Ao Leonam dos primeiros poemas, diria que a escrita pede calma, assim como a vida. Mas respeito esse Leonam porque ele, em alguma medida, teve coragem. Não costumo gostar dos poemas já publicados; salvaria poucos, mas porque sou impiedoso comigo mesmo. Antonio Machado nesse sentido diz, no prólogo ao seu livro “Páginas escolhidas”, que “nossa incapacidade para julgar de forma justa reside também na diminuição de nossa simpatia por nossos escritos e na enorme distância que liga o momento criador ao momento crítico”. Ele conclui que “julgar a nós mesmos ou corrigir-nos implica aplicar a régua alheia à nossa criação. E ao analisar racionalmente e concordar com as pessoas, afastamo-nos de nós mesmos”. Gosto dessa percepção. Depois de ler isso, evito fazer tantos julgamentos sobre meus poemas anteriores. Tento seguir a recomendação de García Márquez de não retornar aos livros já publicados.
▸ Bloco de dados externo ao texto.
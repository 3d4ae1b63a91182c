//! Accepted QUIC connection wrapper (server-side).

use std::net::SocketAddr;

use mux_proto::error::code;
use tracing::{debug, info};

use crate::error::{Result, ServerError};
use crate::stream_io::IncomingRequest;

/// One client connection. Cloning yields another handle to it.
#[derive(Clone)]
pub struct ServerConnection {
    inner: quinn::Connection,
}

impl ServerConnection {
    pub(crate) fn new(inner: quinn::Connection) -> Self {
        Self { inner }
    }

    /// Access the underlying quinn connection.
    pub fn inner(&self) -> &quinn::Connection {
        &self.inner
    }

    pub fn remote_addr(&self) -> SocketAddr {
        self.inner.remote_address()
    }

    /// Wait for the next request stream and read its headers.
    ///
    /// Returns `Ok(None)` once the connection has been closed by either
    /// side at the application level.
    pub async fn accept_request(&self) -> Result<Option<IncomingRequest>> {
        let (send, recv) = match self.inner.accept_bi().await {
            Ok(halves) => halves,
            Err(
                quinn::ConnectionError::ApplicationClosed(_) | quinn::ConnectionError::LocallyClosed,
            ) => return Ok(None),
            Err(e) => return Err(ServerError::Accept(e)),
        };

        let request = IncomingRequest::read_head(send, recv).await?;
        debug!(
            stream_id = request.stream_id(),
            headers = %request.headers(),
            "request received"
        );
        Ok(Some(request))
    }

    /// Tell the client this connection is going away and close it.
    ///
    /// The client evicts its session and reconnects on its next request.
    pub fn go_away(&self, error_code: u32) {
        info!(remote = %self.remote_addr(), error_code, "sending goaway");
        self.inner.close(error_code.into(), b"goaway");
    }

    /// Close with [`code::NO_ERROR`].
    pub fn close(&self) {
        self.inner.close(code::NO_ERROR.into(), b"close");
    }

    /// Wait until the connection has closed, for any reason.
    pub async fn closed(&self) -> quinn::ConnectionError {
        self.inner.closed().await
    }
}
Que projeto você gostaria de fazer, mas ainda não começou? Que livro você gostaria de ler e ele ainda não existe?
Há anos tenho a ideia de publicar um livro só de poesias homoeróticas. Comecei, mas abandonei. Não sei se retomarei, espero que sim. Também tenho vontade de publicar poemas baseados em minha experiência de escritor e corpo do terceiro-mundo vivendo na Europa. Desejo falar sobre essas travessias, esses atravessamentos culturais, refletir sobre o corpo que emigra e que se torna um sujeito múltiplo, que ao conhecer e viver sob as rendas de outra cultura pode olhar mais criticamente para todas as culturas, e renegar todas, se for o caso. Esse sujeito fragmentado, que se move entre mil intersecções e que afronta suas vulnerabilidades me interessa muito. Poderia ser uma homenagem a Gloria Anzaldúa, por exemplo, ou a Spivak.
Gostaria de ler um livro de poesia que refletisse sobre os corpos como territórios generificados e transmitisse o desconforto tremendo que significa constituir-se como corpo-humano-inteligível a partir de estruturas de gênero. Algo nesse sentido, que não tivesse um peso tão acadêmico e que fosse profundamente poético. Li algumas tentativas nesse sentido, mas achei quase todas mega cafonas e rasas. Acho que a gente precisa de mais literatura que odeie o sistema sexo-gênero.